Étape finale de la procédure d’éloignement du territoire, ces centres sont de taille variable – une trentaine de places pour celui d’Hendaye à la frontière franco-espagnole, deux fois 140 pour les deux bâtiments du centre de Vincennes, peut-être le plus connu depuis sa destruction par le feu lors d’une émeute, en juin 2008. En 2013, ils totalisaient 1 571 lits et ont permis 24 174 placements, qui ont pu toutefois concerner la même personne à deux ou trois reprises [11]. On y enferme des hommes, des femmes, et depuis 2005 les enfants qui les accompagnent.
La rétention administrative est donc un relais des politiques françaises et européennes de contrôle des “flux migratoires”, et constitue aujourd’hui une institution à part entière, visée par quatre articles du Code de l’entrée et du séjour des étrangers qui en définit précisément le déroulement. On y trouve un ensemble de professionnels aux tâches aujourd’hui bien distinctes : des policiers chargés de la surveillance et du suivi des dossiers d’éloignement, mais aussi les salariés d’entreprises privées administrant les repas et la literie, du personnel médical, des travailleurs sociaux de l’Office français de l’immigration et de l’intégration, et enfin les intervenants de cinq associations chargés de permettre “l’exercice effectif de leurs droits par les étrangers maintenus”.

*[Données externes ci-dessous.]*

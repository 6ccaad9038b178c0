use std::sync::{Arc, Mutex};

use fo_stream::{
    BlockTraits, ContainerTraits, FoKind, FoTree, FoTreeBuilder, FontState, LayoutMasterSet,
    Length, PageSequenceTraits, SimplePageMaster, TextTraits,
};
use fo_stream_layout::{
    BlockLevel, FontMetrics, InlineArea, LayoutConfig, LayoutDiagnostic, LayoutEngine, Line, Page,
};

pub const BODY_FLOW: &str = "xsl-region-body";

/// Every glyph is 1000 mpt wide; lines are 1000 mpt tall.
pub struct Mono;

impl FontMetrics for Mono {
    fn char_width(&self, ch: char, _font: &FontState) -> Length {
        if ch == '\u{00AD}' {
            0
        } else {
            1_000
        }
    }

    fn ascender(&self, _font: &FontState) -> Length {
        800
    }

    fn descender(&self, _font: &FontState) -> Length {
        -200
    }
}

pub fn engine() -> LayoutEngine {
    engine_with(LayoutConfig::default())
}

pub fn engine_with(cfg: LayoutConfig) -> LayoutEngine {
    LayoutEngine::new(cfg).with_font_metrics(Arc::new(Mono))
}

/// Engine recording every diagnostic it emits.
pub fn recording_engine(cfg: LayoutConfig) -> (LayoutEngine, Arc<Mutex<Vec<LayoutDiagnostic>>>) {
    let seen = Arc::new(Mutex::new(Vec::new()));
    let sink = Arc::clone(&seen);
    let engine = engine_with(cfg).with_diagnostic_sink(move |d| {
        if let Ok(mut seen) = sink.lock() {
            seen.push(d);
        }
    });
    (engine, seen)
}

/// One simple master named `page` with no margins.
pub fn single_master(width: Length, height: Length) -> LayoutMasterSet {
    let mut masters = LayoutMasterSet::new();
    masters
        .add_simple(SimplePageMaster::new("page", width, height))
        .unwrap();
    masters
}

/// Build a tree with one page sequence whose flow is filled by `body`.
pub fn document<F>(masters: LayoutMasterSet, traits: PageSequenceTraits, body: F) -> FoTree
where
    F: FnOnce(&mut FoTreeBuilder),
{
    let mut b = FoTreeBuilder::new(masters);
    b.start(FoKind::PageSequence(traits)).unwrap();
    b.start(FoKind::Flow {
        flow_name: BODY_FLOW.to_string(),
    })
    .unwrap();
    body(&mut b);
    b.end().unwrap();
    b.end().unwrap();
    b.finish().unwrap()
}

pub fn para(b: &mut FoTreeBuilder, text: &str) {
    para_with(b, BlockTraits::default(), text);
}

pub fn para_with(b: &mut FoTreeBuilder, traits: BlockTraits, text: &str) {
    b.start(FoKind::Block(traits)).unwrap();
    b.text(text, &TextTraits::default()).unwrap();
    b.end().unwrap();
}

/// Unbreakable block-container of a fixed height.
pub fn fixed_block(b: &mut FoTreeBuilder, height: Length) {
    b.leaf(FoKind::BlockContainer(ContainerTraits {
        height: Some(height),
        ..ContainerTraits::default()
    }))
    .unwrap();
}

/// Block-level areas of the first body column.
pub fn body_blocks(page: &Page) -> &[BlockLevel] {
    page.body_flows()
        .next()
        .map(|flow| flow.blocks.as_slice())
        .unwrap_or(&[])
}

pub fn block(level: &BlockLevel) -> &fo_stream_layout::Block {
    match level {
        BlockLevel::Block(block) => block,
        BlockLevel::Line(_) => panic!("expected a block area, found a line"),
    }
}

/// Lines of a block, depth first.
pub fn lines(levels: &[BlockLevel]) -> Vec<&Line> {
    let mut out = Vec::new();
    for level in levels {
        match level {
            BlockLevel::Line(line) => out.push(line),
            BlockLevel::Block(block) => out.extend(lines(&block.children)),
        }
    }
    out
}

/// Words of a line joined by single spaces.
pub fn line_text(line: &Line) -> String {
    line.children
        .iter()
        .filter_map(|area| match area {
            InlineArea::Word(word) => Some(word.text.as_str()),
            _ => None,
        })
        .collect::<Vec<_>>()
        .join(" ")
}
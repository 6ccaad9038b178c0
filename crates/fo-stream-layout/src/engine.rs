//! Public layout entry points: configuration, diagnostics, errors and the
//! page-producing engine.

use std::cell::Cell;
use std::fmt;
use std::sync::mpsc::{sync_channel, Receiver};
use std::sync::{Arc, Mutex};
use std::time::Instant;

use fo_stream::{FoError, FoTree};

use crate::area::Page;
use crate::fonts::{FontMetrics, HeuristicMetrics, Hyphenator, SoftHyphenator};
use crate::manager::LayoutEnv;
use crate::page::layout_document;

/// What to do when a page-sequence-master has no subsequence left.
#[derive(Clone, Copy, Debug, Default, PartialEq, Eq)]
pub enum MasterExhaustion {
    /// Keep using the last subsequence, with a warning.
    #[default]
    RepeatLast,
    /// Stop with [`LayoutError::SubsequencesExhausted`].
    Fail,
}

/// Layout options.
#[derive(Clone, Copy, Debug, PartialEq, Eq)]
pub struct LayoutConfig {
    pub master_exhaustion: MasterExhaustion,
    /// Try hyphenation points when a word does not fit a line. Text must
    /// also opt in through its `hyphenate` trait.
    pub hyphenation_enabled: bool,
    /// Character appended to a hyphenated line.
    pub hyphen_char: char,
    /// Drop breakable space at the start of every line.
    pub suppress_leading_space: bool,
    /// Hard cap on pages produced by one page sequence.
    pub max_pages_per_sequence: usize,
    /// Delay pages whose citations are still unresolved until their targets
    /// are placed, so the real page number can be filled in.
    pub hold_pages_with_unresolved_refs: bool,
}

impl Default for LayoutConfig {
    fn default() -> Self {
        Self {
            master_exhaustion: MasterExhaustion::RepeatLast,
            hyphenation_enabled: false,
            hyphen_char: '-',
            suppress_leading_space: true,
            max_pages_per_sequence: 10_000,
            hold_pages_with_unresolved_refs: true,
        }
    }
}

/// Non-fatal events reported while laying out.
#[derive(Clone, Debug, PartialEq, Eq)]
pub enum LayoutDiagnostic {
    /// Content taller than an empty body column was placed anyway.
    ContentOverflow { page: u32, excess: i32 },
    /// Static content did not fit its region and was clipped.
    StaticContentOverflow { page: u32, region: String },
    /// A page-sequence-master ran out of subsequences and its last one was
    /// reused.
    SubsequencesExhausted { master: String, page: u32 },
    /// A citation target was never placed.
    UnresolvedReference { ref_id: String, page: u32 },
    /// A justified line needed more shrink than its spaces offer.
    LineShrinkExceeded { page: u32, deficit: i32 },
    /// Content of a fixed-size block-container exceeds it.
    AbsoluteOverflow { page: u32, excess: i32 },
    /// Wall-clock time of a layout run.
    LayoutTimeMs(u32),
}

pub(crate) type DiagnosticCallback = Arc<Mutex<Box<dyn FnMut(LayoutDiagnostic) + Send + 'static>>>;
pub(crate) type DiagnosticSink = Option<DiagnosticCallback>;

pub(crate) fn emit_diagnostic(sink: &DiagnosticSink, diagnostic: LayoutDiagnostic) {
    let Some(sink) = sink else {
        return;
    };
    if let Ok(mut sink) = sink.lock() {
        sink(diagnostic);
    }
}

/// Layout error.
#[derive(Debug)]
pub enum LayoutError {
    /// The formatting-object model was invalid.
    Fo(FoError),
    /// A page sequence or page-sequence-master names no known master.
    UnknownMaster { master: String },
    /// The flow's name matches no region on the selected master.
    FlowNotMapped { flow_name: String, master: String },
    /// A page sequence has no flow.
    MissingFlow { sequence: usize },
    /// A page-sequence-master ran out of subsequences.
    SubsequencesExhausted { master: String },
    /// A configured limit was hit.
    LimitExceeded {
        kind: &'static str,
        actual: usize,
        limit: usize,
    },
    /// Layout run was cancelled.
    Cancelled,
}

impl fmt::Display for LayoutError {
    fn fmt(&self, f: &mut fmt::Formatter<'_>) -> fmt::Result {
        match self {
            Self::Fo(err) => write!(f, "invalid formatting objects: {}", err),
            Self::UnknownMaster { master } => write!(f, "no page master named '{}'", master),
            Self::FlowNotMapped { flow_name, master } => write!(
                f,
                "flow '{}' maps to no body region of master '{}'",
                flow_name, master
            ),
            Self::MissingFlow { sequence } => write!(f, "page sequence {} has no flow", sequence),
            Self::SubsequencesExhausted { master } => write!(
                f,
                "page-sequence-master '{}' has no subsequence left",
                master
            ),
            Self::LimitExceeded {
                kind,
                actual,
                limit,
            } => write!(
                f,
                "layout limit exceeded: {} (actual={} limit={})",
                kind, actual, limit
            ),
            Self::Cancelled => write!(f, "layout cancelled"),
        }
    }
}

impl std::error::Error for LayoutError {}

impl From<FoError> for LayoutError {
    fn from(value: FoError) -> Self {
        Self::Fo(value)
    }
}

/// Cancellation hook for long-running layout operations.
pub trait CancelToken {
    fn is_cancelled(&self) -> bool;
}

/// Never-cancel token for default call paths.
#[derive(Clone, Copy, Debug, Default)]
pub struct NeverCancel;

impl CancelToken for NeverCancel {
    fn is_cancelled(&self) -> bool {
        false
    }
}

/// Summary returned after a document is laid out.
#[derive(Clone, Copy, Debug, Default, PartialEq, Eq)]
pub struct LayoutSummary {
    /// Total pages produced, blank pages included.
    pub page_count: usize,
    pub blank_pages: usize,
    /// Citations left with placeholder text.
    pub unresolved_refs: usize,
}

/// Layout engine for formatting-object tree -> page conversion.
#[derive(Clone)]
pub struct LayoutEngine {
    cfg: LayoutConfig,
    metrics: Arc<dyn FontMetrics>,
    hyphenator: Arc<dyn Hyphenator>,
    diagnostic_sink: DiagnosticSink,
}

impl fmt::Debug for LayoutEngine {
    fn fmt(&self, f: &mut fmt::Formatter<'_>) -> fmt::Result {
        f.debug_struct("LayoutEngine")
            .field("cfg", &self.cfg)
            .finish_non_exhaustive()
    }
}

impl Default for LayoutEngine {
    fn default() -> Self {
        Self::new(LayoutConfig::default())
    }
}

impl LayoutEngine {
    /// Engine with heuristic font metrics and soft-hyphen hyphenation.
    pub fn new(cfg: LayoutConfig) -> Self {
        Self {
            cfg,
            metrics: Arc::new(HeuristicMetrics),
            hyphenator: Arc::new(SoftHyphenator),
            diagnostic_sink: None,
        }
    }

    pub fn config(&self) -> LayoutConfig {
        self.cfg
    }

    pub fn with_font_metrics(mut self, metrics: Arc<dyn FontMetrics>) -> Self {
        self.metrics = metrics;
        self
    }

    pub fn with_hyphenator(mut self, hyphenator: Arc<dyn Hyphenator>) -> Self {
        self.hyphenator = hyphenator;
        self
    }

    /// Register or replace the diagnostics sink.
    pub fn set_diagnostic_sink<F>(&mut self, sink: F)
    where
        F: FnMut(LayoutDiagnostic) + Send + 'static,
    {
        self.diagnostic_sink = Some(Arc::new(Mutex::new(Box::new(sink))));
    }

    pub fn with_diagnostic_sink<F>(mut self, sink: F) -> Self
    where
        F: FnMut(LayoutDiagnostic) + Send + 'static,
    {
        self.set_diagnostic_sink(sink);
        self
    }

    /// Lay out every page sequence and collect the pages.
    pub fn layout(&self, tree: &FoTree) -> Result<Vec<Page>, LayoutError> {
        let mut pages = Vec::new();
        self.layout_with(tree, |page| pages.push(page))?;
        Ok(pages)
    }

    /// Lay out every page sequence, handing pages over in order.
    pub fn layout_with<F>(&self, tree: &FoTree, on_page: F) -> Result<LayoutSummary, LayoutError>
    where
        F: FnMut(Page),
    {
        self.layout_with_cancel(tree, &NeverCancel, on_page)
    }

    /// Lay out while honoring cancellation, checked before every page.
    pub fn layout_with_cancel<C, F>(
        &self,
        tree: &FoTree,
        cancel: &C,
        mut on_page: F,
    ) -> Result<LayoutSummary, LayoutError>
    where
        C: CancelToken + ?Sized,
        F: FnMut(Page),
    {
        if cancel.is_cancelled() {
            return Err(LayoutError::Cancelled);
        }
        tree.masters().validate()?;
        let started = Instant::now();
        let env = LayoutEnv {
            cfg: self.cfg,
            metrics: self.metrics.as_ref(),
            hyphenator: self.hyphenator.as_ref(),
            diagnostics: &self.diagnostic_sink,
        };
        let summary = layout_document(tree, env, &|| cancel.is_cancelled(), &mut on_page)?;
        let elapsed = started.elapsed().as_millis().min(u128::from(u32::MAX)) as u32;
        emit_diagnostic(&self.diagnostic_sink, LayoutDiagnostic::LayoutTimeMs(elapsed));
        log::debug!(
            "laid out {} pages ({} blank) in {} ms",
            summary.page_count,
            summary.blank_pages,
            elapsed
        );
        Ok(summary)
    }

    /// Lay out as a streaming iterator.
    ///
    /// Pages are produced on a worker thread and handed over through a
    /// bounded channel (`capacity=1`). Dropping the iterator stops the worker
    /// at the next page boundary.
    pub fn layout_streaming(&self, tree: Arc<FoTree>) -> PageStreamIter {
        let (tx, rx) = sync_channel(1);
        let engine = self.clone();

        std::thread::spawn(move || {
            let receiver_closed = Cell::new(false);
            let closed = ReceiverClosed(&receiver_closed);
            let result = engine.layout_with_cancel(&tree, &closed, |page| {
                if receiver_closed.get() {
                    return;
                }
                if tx.send(StreamMessage::Page(Box::new(page))).is_err() {
                    receiver_closed.set(true);
                }
            });

            if receiver_closed.get() {
                return;
            }
            match result {
                Ok(_summary) => {
                    let _ = tx.send(StreamMessage::Done);
                }
                Err(err) => {
                    let _ = tx.send(StreamMessage::Error(err));
                }
            }
        });

        PageStreamIter {
            rx,
            finished: false,
        }
    }
}

struct ReceiverClosed<'c>(&'c Cell<bool>);

impl CancelToken for ReceiverClosed<'_> {
    fn is_cancelled(&self) -> bool {
        self.0.get()
    }
}

enum StreamMessage {
    Page(Box<Page>),
    Error(LayoutError),
    Done,
}

/// Streaming page iterator produced by [`LayoutEngine::layout_streaming`].
#[derive(Debug)]
pub struct PageStreamIter {
    rx: Receiver<StreamMessage>,
    finished: bool,
}

impl Iterator for PageStreamIter {
    type Item = Result<Page, LayoutError>;

    fn next(&mut self) -> Option<Self::Item> {
        if self.finished {
            return None;
        }
        match self.rx.recv() {
            Ok(StreamMessage::Page(page)) => Some(Ok(*page)),
            Ok(StreamMessage::Error(err)) => {
                self.finished = true;
                Some(Err(err))
            }
            Ok(StreamMessage::Done) | Err(_) => {
                self.finished = true;
                None
            }
        }
    }
}

impl std::iter::FusedIterator for PageStreamIter {}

Cette organisation valable pour tous les centres les éloigne apparemment de la logique précaire du campement de fortune, pour les rapprocher de dispositifs d’enfermement plus “étatiques” – prison ou garde à vue. Avant son officialisation en 1980-1981, l’histoire de la rétention est pourtant marquée par une logique particulièrement précaire et informelle : celle de l’internement administratif des étrangers, inaugurée en France dès le début du xxe siècle. Dans les périodes critiques (une guerre mondiale, un afflux particulier de réfugiés en raison d’une crise internationale), elle s’est traduite par l’ouverture en urgence de camps d’internement, à l’image de ceux qui furent créés dans l’improvisation pour les réfugiés venus d’Espagne en 1939. Mais la rétention administrative se relie plus directement à une tradition policière bien moins exceptionnelle, et nettement moins visible : celle qui a longtemps consisté à filtrer les déplacements des étrangers, à les arrêter éventuellement sur la voie publique, et finalement à les “maintenir” dans un local fermé pour leur signifier une expulsion, mais aussi pour les interroger, vérifier leur identité, ou tout simplement les intimider. Avant même de parler de renvoi forcé du territoire, cette activité routinière avait surtout pour enjeu de signifier aux étrangers leur appartenance à la “clientèle” policière : à l’instar des populations colonisées, des vagabonds ou des prostituées, ils faisaient partie des populations qui n’étaient pas, ou pas assez, citoyennes, pour pouvoir évoluer librement dans l’espace public. Quelle que soit leur situation administrative, la police possédait de facto le pouvoir de leur assigner des territoires, de leur en interdire d’autres, et pour finir, de les soustraire à la voie publique par un enfermement plus ou moins long [12].
Au sein de cette gestion policière informelle des étrangers, la procédure plus officielle de l’expulsion ou de “l’éloignement” du territoire n’a longtemps constitué qu’un destin potentiel pour les étrangers arrêtés. Avant la Seconde Guerre mondiale, l’exécution des arrêtés d’expulsion reste d’ailleurs assez rare. Si les renvois forcés demeurent également limités après la guerre, la reprise des expulsions dès 1972 et l’arrêt officiel de l’immigration en 1974 incitent toutefois à institutionnaliser la procédure, et à prévoir notamment une mesure d’enfermement officielle, dotée d’un cadre juridique nettement défini. Cette “légalisation” de la privation de liberté est d’autant plus urgente que les pratiques informelles sont de plus en plus dénoncées, en référence à quelques thématiques nouvelles à l’époque – l’État de droit et le respect des droits fondamentaux. Au milieu des années 1970, la presse révèle ainsi l’existence d’un lieu d’enfermement policier officieux, installé dans un hangar vétuste du port de Marseille, et destiné aux étrangers qui attendent leur expulsion : pratique ancienne, on l’a vu, mais qui provoque cette fois une campagne de dénonciation et des recours judiciaires contre la pratique des “prisons clandestines” par la police française [13].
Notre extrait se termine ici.